A LA BALEINE D’ASCALON – Im schwarzen Walfisch zu Askalon

A LA BALEINE D’ASCALON
      Im schwarzen Walfisch zu Askalon

1. A la « Baleine » d’Ascalon,
    Jonas a bu trois jours.           
    Il gisait, rond comme un ballon,
    Ronflant, le sommeil lourd.

2. A la « Baleine » d’Ascalon,
    L’aubergiste cria :
    « Il m’engloutit mon ratafia :
    Qui va payer tout ça ? »

3. A la « Baleine » d’Ascalon,
    La troupe des serveurs
    Présente, en cunéiformes,
    Six plaques au noceur.
   
4. A la « Baleine » d’Ascalon,
    Le buveur dit tout haut :
    «  Malheur ! j’ai bu tout mon argent
    A Ninive à « l’Agneau ! »
       
5. A la « Baleine » d’Ascalon,
    L’horloge sonne cinq.
    On jette à la rue le client
    Par le videur nubien.

6. « A la Baleine d’Ascalon,
    Même un prophète paie !
    Qui veut bien vivre et boire un coup,
    Doit laisser sa monnaie ! »
       
(7. *A la « Baleine » d’Ascalon,
    Le grand noir fait rentrer
    Repentant et assoiffé,
    Le client qui veut payer.) 

* La dernière strophe a été ajoutée

         Texte      Im schwarzen Walfisch zu Askalon
                        Scheffel Joseph Victor (1854)
                        Dans : Ercks deutscher Liederschatz
                        C.F. PETERS Verlag , Leipzig
                        après 1883, d’après la page 249
                        fr. : Yves Kéler 4.1.2012, Bischwiller


Le texte

        Le texte du chant est un pastiche et une parodie du livre de Jonas et l’histoire du prophète.
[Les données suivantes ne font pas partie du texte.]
//! Goals and the in-memory goal store.
//!
//! A goal is complete exactly when `progress >= target`; there is no stored
//! completion flag. `archived` is the only terminal state and is entered by
//! the user after completion has been shown.

mod store;

pub use store::GoalStore;

use chrono::NaiveTime;
use serde::{Deserialize, Serialize};
use std::collections::BTreeSet;
use std::fmt;
use std::str::FromStr;
use uuid::Uuid;

use crate::clock::{local_date, Timestamp};
use crate::error::ValidationError;

#[derive(Debug, Clone, Copy, PartialEq, Eq, Hash, Serialize, Deserialize)]
pub enum GoalCategory {
    Work,
    Health,
    Personal,
}

impl GoalCategory {
    pub fn as_str(&self) -> &'static str {
        match self {
            GoalCategory::Work => "Work",
            GoalCategory::Health => "Health",
            GoalCategory::Personal => "Personal",
        }
    }
}

impl fmt::Display for GoalCategory {
    fn fmt(&self, f: &mut fmt::Formatter<'_>) -> fmt::Result {
        f.write_str(self.as_str())
    }
}

impl FromStr for GoalCategory {
    type Err = ValidationError;

    fn from_str(s: &str) -> Result<Self, Self::Err> {
        match s.to_ascii_lowercase().as_str() {
            "work" => Ok(GoalCategory::Work),
            "health" => Ok(GoalCategory::Health),
            "personal" => Ok(GoalCategory::Personal),
            _ => Err(ValidationError::UnknownName {
                kind: "category",
                value: s.to_string(),
            }),
        }
    }
}

/// A tracked goal.
///
/// Serialized with camelCase keys; this is the persisted shape.
#[derive(Debug, Clone, PartialEq, Serialize, Deserialize)]
#[serde(rename_all = "camelCase")]
pub struct Goal {
    pub id: String,
    pub title: String,
    pub category: GoalCategory,
    pub target: f64,
    #[serde(default)]
    pub progress: f64,
    /// Nominal daily logging time.
    pub time: NaiveTime,
    #[serde(default)]
    pub deadline: Option<Timestamp>,
    #[serde(default)]
    pub milestones: Vec<String>,
    #[serde(default)]
    pub last_logged: Option<Timestamp>,
    /// ISO `YYYY-MM-DD` dates with at least one successful log.
    #[serde(default)]
    pub progress_log: BTreeSet<String>,
    pub created_at: Timestamp,
    #[serde(default)]
    pub archived: bool,
}

impl Goal {
    /// Build a fresh goal with a generated id.
    ///
    /// # Errors
    /// Returns a validation error for an empty title or a target that is
    /// not a positive finite number.
    pub fn new(
        title: impl Into<String>,
        category: GoalCategory,
        target: f64,
        time: NaiveTime,
        created_at: Timestamp,
    ) -> Result<Self, ValidationError> {
        let title = title.into();
        if title.trim().is_empty() {
            return Err(ValidationError::invalid("title", "must not be empty"));
        }
        if !target.is_finite() || target <= 0.0 {
            return Err(ValidationError::invalid(
                "target",
                format!("must be a positive number, got {target}"),
            ));
        }
        Ok(Self {
            id: Uuid::new_v4().to_string(),
            title,
            category,
            target,
            progress: 0.0,
            time,
            deadline: None,
            milestones: Vec::new(),
            last_logged: None,
            progress_log: BTreeSet::new(),
            created_at,
            archived: false,
        })
    }

    pub fn with_deadline(mut self, deadline: Option<Timestamp>) -> Self {
        self.deadline = deadline;
        self
    }

    pub fn with_milestones(mut self, milestones: Vec<String>) -> Self {
        self.milestones = milestones;
        self
    }

    pub fn is_complete(&self) -> bool {
        self.progress >= self.target
    }

    pub fn logged_on(&self, iso_date: &str) -> bool {
        self.progress_log.contains(iso_date)
    }

    /// Calendar date of `last_logged` in `now`'s offset.
    pub fn last_logged_date(&self, now: &Timestamp) -> Option<chrono::NaiveDate> {
        self.last_logged.as_ref().map(|ts| local_date(ts, now))
    }
}

#[cfg(test)]
mod tests {
    use super::*;
    use chrono::{FixedOffset, TimeZone};

    fn created() -> Timestamp {
        FixedOffset::east_opt(0)
            .unwrap()
            .with_ymd_and_hms(2025, 1, 10, 9, 0, 0)
            .unwrap()
    }

    fn nine() -> NaiveTime {
        NaiveTime::from_hms_opt(9, 0, 0).unwrap()
    }

    #[test]
    fn new_goal_starts_empty() {
        let goal = Goal::new("Run 5k", GoalCategory::Health, 5.0, nine(), created()).unwrap();
        assert_eq!(goal.progress, 0.0);
        assert!(!goal.archived);
        assert!(goal.progress_log.is_empty());
        assert!(!goal.is_complete());
        assert!(!goal.id.is_empty());
    }

    #[test]
    fn new_goal_rejects_bad_target() {
        for target in [0.0, -1.0, f64::NAN, f64::INFINITY] {
            assert!(Goal::new("x", GoalCategory::Work, target, nine(), created()).is_err());
        }
    }

    #[test]
    fn new_goal_rejects_blank_title() {
        let err = Goal::new("   ", GoalCategory::Work, 1.0, nine(), created()).unwrap_err();
        assert!(err.to_string().contains("title"));
    }

    #[test]
    fn category_parses_case_insensitively() {
        assert_eq!("health".parse::<GoalCategory>().unwrap(), GoalCategory::Health);
        assert_eq!("WORK".parse::<GoalCategory>().unwrap(), GoalCategory::Work);
        assert!("chores".parse::<GoalCategory>().is_err());
    }

    #[test]
    fn persisted_shape_uses_camel_case() {
        let goal = Goal::new("Read", GoalCategory::Personal, 10.0, nine(), created()).unwrap();
        let json = serde_json::to_value(&goal).unwrap();
        assert!(json.get("progressLog").is_some());
        assert!(json.get("createdAt").is_some());
        assert!(json.get("lastLogged").is_some());
        let back: Goal = serde_json::from_value(json).unwrap();
        assert_eq!(back, goal);
    }
}
//! Context storage and retrieval for grounding replies.

pub mod embedding;
pub mod lance;
pub mod search;

pub use embedding::{Embedder, FastEmbedder};
pub use lance::EmbeddingTable;
pub use search::{ContextRetriever, SimilaritySearch};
La baleine devient le bistrot, dans lequel le prophète biberonne. Le texte allemand l’appelle « ein Mann » sans plus, mais l’allusion à Jonas est évidente, puisqu’il a bu son argent à l’Agneau à Ninive, ville dans laquelle Jonas est allé. Le contraste est souligné entre l’austère messager de Dieu chargé d’annoncer la destruction de la ville à cause de son péché, et le prophète qui succombe justement à cette gloutonnerie et beuverie qu’il prétend dénoncer. Le système a rattrapé et vaincu le prophète.

        « Un prophète n’est pas reconnu dans son pays » : cette parole est de Jésus de Nazareth en Galilée. Jonas aussi est de la Galilée. « Que peut-il venir de bon de Galilée ? », disaient les gens. Jonas et Jésus, deux galiléens, sont autant méprisés l’un que l’autre. 

        L’auteur traite tout cela avec humour, s’appuyant par là sur le livre même de Jonas qui est un livre plein d’humour et ressemble déjà à un witz juif. Il relève le côté cosmopolite de cette société : le videur est un noir de Nubie, célèbre pour sa force et sa couleur sombre. Mais il n’est pas méchant : quand le client, à la strophe 7 ajoutée, veut bien payer, le videur le hette à l’intérieur ! L’écriture est cunéiforme, même s’il s’agit là d’un anachronisme, puisque au 8e-7e Siècle, on écrivait alphabétiquement en Syro-Phénicie et en Israël. De même, le schnapps provient de la Bactriane, « Baktrerschnapps », une province de l’empire perse : nouvel anachronisme, car l’histoire de Jonas est censée se dérouler à Ninive lors de l’apogée de l’empire assyrien.

        La dernière strophe a été ajoutée par un étudiant facétieux. En effet ce chant était beaucoup chanté par les étudiants dans leurs bistrots traditionnels. A la fin de l’histoire, le Nubien « jette le client dans le bistrot », puisqu’il consent à payer. En fait l’histoire repend du début. Plus d’un étudiant fauché se rappelait s’être fait vider, ce qui ne l’empêchait pas de revenir au même resto et d’y être bien reçu, puisque maintenant il avait décidé de payer.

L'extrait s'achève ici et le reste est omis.